SAP HANA Full Text Index
In this blog, we will cover Full Text Index. Full Text Index is created to enable text search features on specific column in a table. Conceptually, for efficient operational processing, full-text indexes perform search on columns in the same way that indexes support searching through books.
Full Text index is bound to a defined column of a table. DML (Insert, Update and Delete) and DDL (Create, Drop and Alter) commands on the table can impact/update the full text index.
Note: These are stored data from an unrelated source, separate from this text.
#[cfg(test)]
mod tests {
    use super::*;
    use crate::types::Value;

    #[test]
    fn register_find_dereference() {
        // Goal: a registered record is findable by id and by name, and a
        // reference to it resolves to the same instance
        let mut registry = Registry::new();
        let entity = registry.create_entity("Player");
        let reference = entity.borrow().reference();

        assert_eq!(registry.len(), 1);
        let found = registry.dereference(&reference).unwrap();
        assert!(Rc::ptr_eq(&found, &entity));
        let by_name: Rc<RefCell<Entity>> = registry.find_by_name("Player").unwrap();
        assert!(Rc::ptr_eq(&by_name, &entity));
    }

    #[test]
    fn dangling_reference_resolves_to_none() {
        // Goal: unregistering makes references dangle quietly; live
        // handles keep working
        let mut registry = Registry::new();
        let entity = registry.create_entity("Ghost");
        let reference = entity.borrow().reference();

        registry.unregister(reference.id());
        assert!(registry.dereference(&reference).is_none());
        // The handle is still usable even though the record is evicted
        assert_eq!(entity.borrow().name(), "Ghost");
    }

    #[test]
    fn repair_refreshes_cached_name() {
        // Goal: repair returns a copy carrying the live display name and
        // leaves dangling references untouched
        let mut registry = Registry::new();
        let entity = registry.create_entity("Old");
        let reference = entity.borrow().reference();
        entity.borrow_mut().set_name("New");

        let repaired = registry.repair(&reference);
        assert_eq!(repaired.name(), "New");
        assert_eq!(repaired, reference);

        let dangling: Ref<Entity> = Ref::new(Identifier::random(), "Nobody");
        assert_eq!(registry.repair(&dangling).name(), "Nobody");
    }

    #[test]
    fn reregistering_same_id_replaces() {
        // Goal: a second instance under an occupied id evicts the first,
        // and both transitions show up in the event log in order
        let mut registry = Registry::new();
        let first = registry.create_script("boot");
        let id = first.borrow().id();
        registry.take_events();

        let second = Rc::new(RefCell::new(Script::new(id, "boot")));
        registry.register(Record::Script(Rc::clone(&second)));

        let found: Rc<RefCell<Script>> = registry.find_by_name("boot").unwrap();
        assert!(Rc::ptr_eq(&found, &second));
        assert_eq!(registry.len(), 1);

        let events = registry.take_events();
        assert_eq!(events.len(), 2);
        assert!(matches!(&events[0], RegistryEvent::Unregistered(r) if r.id() == id));
        assert!(matches!(&events[1], RegistryEvent::Registered(r) if r.id() == id));
    }

    #[test]
    fn registering_same_instance_is_a_noop() {
        let mut registry = Registry::new();
        let entity = registry.create_entity("Player");
        registry.take_events();
        registry.versions().reset_changed();

        registry.register(Record::Entity(Rc::clone(&entity)));
        assert!(registry.take_events().is_empty());
        assert!(registry.versions().changed().is_empty());
    }

    #[test]
    fn mutations_on_registered_records_mark_the_ledger() {
        // Goal: renames and component writes roll up to the owning
        // record's ledger entry
        let mut registry = Registry::new();
        registry.register_builtins();
        let position = registry.create_type("Position", TypeKind::Component);
        position
            .borrow_mut()
            .add_field("x", builtins::float_type(), false);
        let type_id = position.borrow().id();
        registry.resolve_default(type_id);

        let entity = registry.create_entity("Player");
        let entity_id = entity.borrow().id();
        registry.versions().reset_changed();

        let mut component = DynamicObject::new(position.borrow().reference());
        component.refresh(&registry, None, false);
        entity.borrow_mut().add_component(component);
        assert!(registry.versions().is_changed(entity_id));

        registry.versions().reset_changed();
        entity
            .borrow_mut()
            .component_mut(type_id)
            .unwrap()
            .set("x", Value::Float(4.0))
            .unwrap();
        assert_eq!(registry.versions().changed(), vec![entity_id]);
    }

    #[test]
    fn kind_lookups_track_register_and_unregister() {
        // Goal: per-kind lookups stay in registration order and follow
        // evictions
        let mut registry = Registry::new();
        let first = registry.create_entity("a");
        registry.create_script("boot");
        let second = registry.create_entity("b");

        assert_eq!(registry.find_all::<Entity>().len(), 2);
        assert_eq!(registry.find_all_by_kind(RecordKind::Script).len(), 1);
        assert!(registry.find_all_by_kind(RecordKind::Project).is_empty());

        registry.unregister(first.borrow().id());
        let remaining = registry.find_all::<Entity>();
        assert_eq!(remaining.len(), 1);
        assert!(Rc::ptr_eq(&remaining[0], &second));
    }

    #[test]
    fn resolve_default_backs_off_while_the_type_is_borrowed() {
        // Goal: resolving with a borrow of the type record outstanding is
        // a quiet no-op; an unencumbered retry completes the resolution
        let mut registry = Registry::new();
        registry.register_builtins();
        let position = registry.create_type("Position", TypeKind::Component);
        position
            .borrow_mut()
            .add_field("x", builtins::int_type(), false);

        // The argument temporary keeps a shared borrow alive for the call
        registry.resolve_default(position.borrow().id());
        assert!(position.borrow().default_value().is_none());

        let type_id = position.borrow().id();
        registry.resolve_default(type_id);
        assert!(position.borrow().default_value().is_some());
    }

    #[test]
    fn source_scope_attributes_and_evicts() {
        // Goal: records registered inside a scope carry its source and
        // can be evicted together; the guard pops on drop
        let mut registry = Registry::new();
        let kept = registry.create_entity("kept");
        {
            let mut scope = registry.source_scope("module:physics");
            scope.create_entity("a");
            scope.create_entity("b");
        }
        assert!(registry.current_source().is_none());
        assert_eq!(registry.find_all_by_source("module:physics").len(), 2);

        assert_eq!(registry.unregister_all_by_source("module:physics"), 2);
        assert_eq!(registry.len(), 1);
        assert!(registry.dereference(&kept.borrow().reference()).is_some());
    }

    #[test]
    fn builtins_are_idempotent_and_clean() {
        // Goal: builtin registration is repeatable, content-addressed,
        // and leaves no marks in the change ledger or event log
        let mut registry = Registry::new();
        registry.register_builtins();
        let count = registry.len();
        registry.register_builtins();
        assert_eq!(registry.len(), count);

        assert!(registry.versions().changed().is_empty());
        assert!(registry.take_events().is_empty());

        let int_ref = builtins::int_type();
        assert_eq!(registry.instance_kind(&int_ref), Some(FieldKind::Int));
        assert_eq!(registry.source_of(int_ref.id()), Some(BUILTIN_SOURCE));
    }
}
Full Text Index is automatically dropped when you drop a table or column on which index is created.
Additionally, to achieve high search performance, it is recommended to create a Full Text Index.
Figure 1 below shows the relationship between database table and full text index.
Figure 1 Relation between database table and full text index
*******************************************************************************
Below is the list of currently supported data types, mime types and supported languages:
Supported data types
- explicit full-text index: (N)VARCHAR, (N)CLOB, BLOB, ALPHANUM
- implicit full-text index: SHORTTEXT, TEXT, BINTEXT
Supported mime types
- pdf, Microsoft Office, Open Office, plain text, html, rtf, xml, and more. Supported MIME types are listed in “SYS”.”M_TEXT_ANALYSIS_MIME_TYPES” view.
Supported languages
- English, French, German, Chinese… 34 languages. Supported languages are listed in “SYS”.”M_TEXT_ANALYSIS_LANGUAGES” view.
*******************************************************************************
Two Types of Full Text Indexing are available:
- Explicit Full Text Index
- Implicit Full Text Index
Explicit Full Text Index
Index is separately created after creation of table. In this case, content of table is stored in its original format. Manual creation of index on specific column creates a hidden column which contains pre-processed information for that specified column. Hidden column is referred for search queries.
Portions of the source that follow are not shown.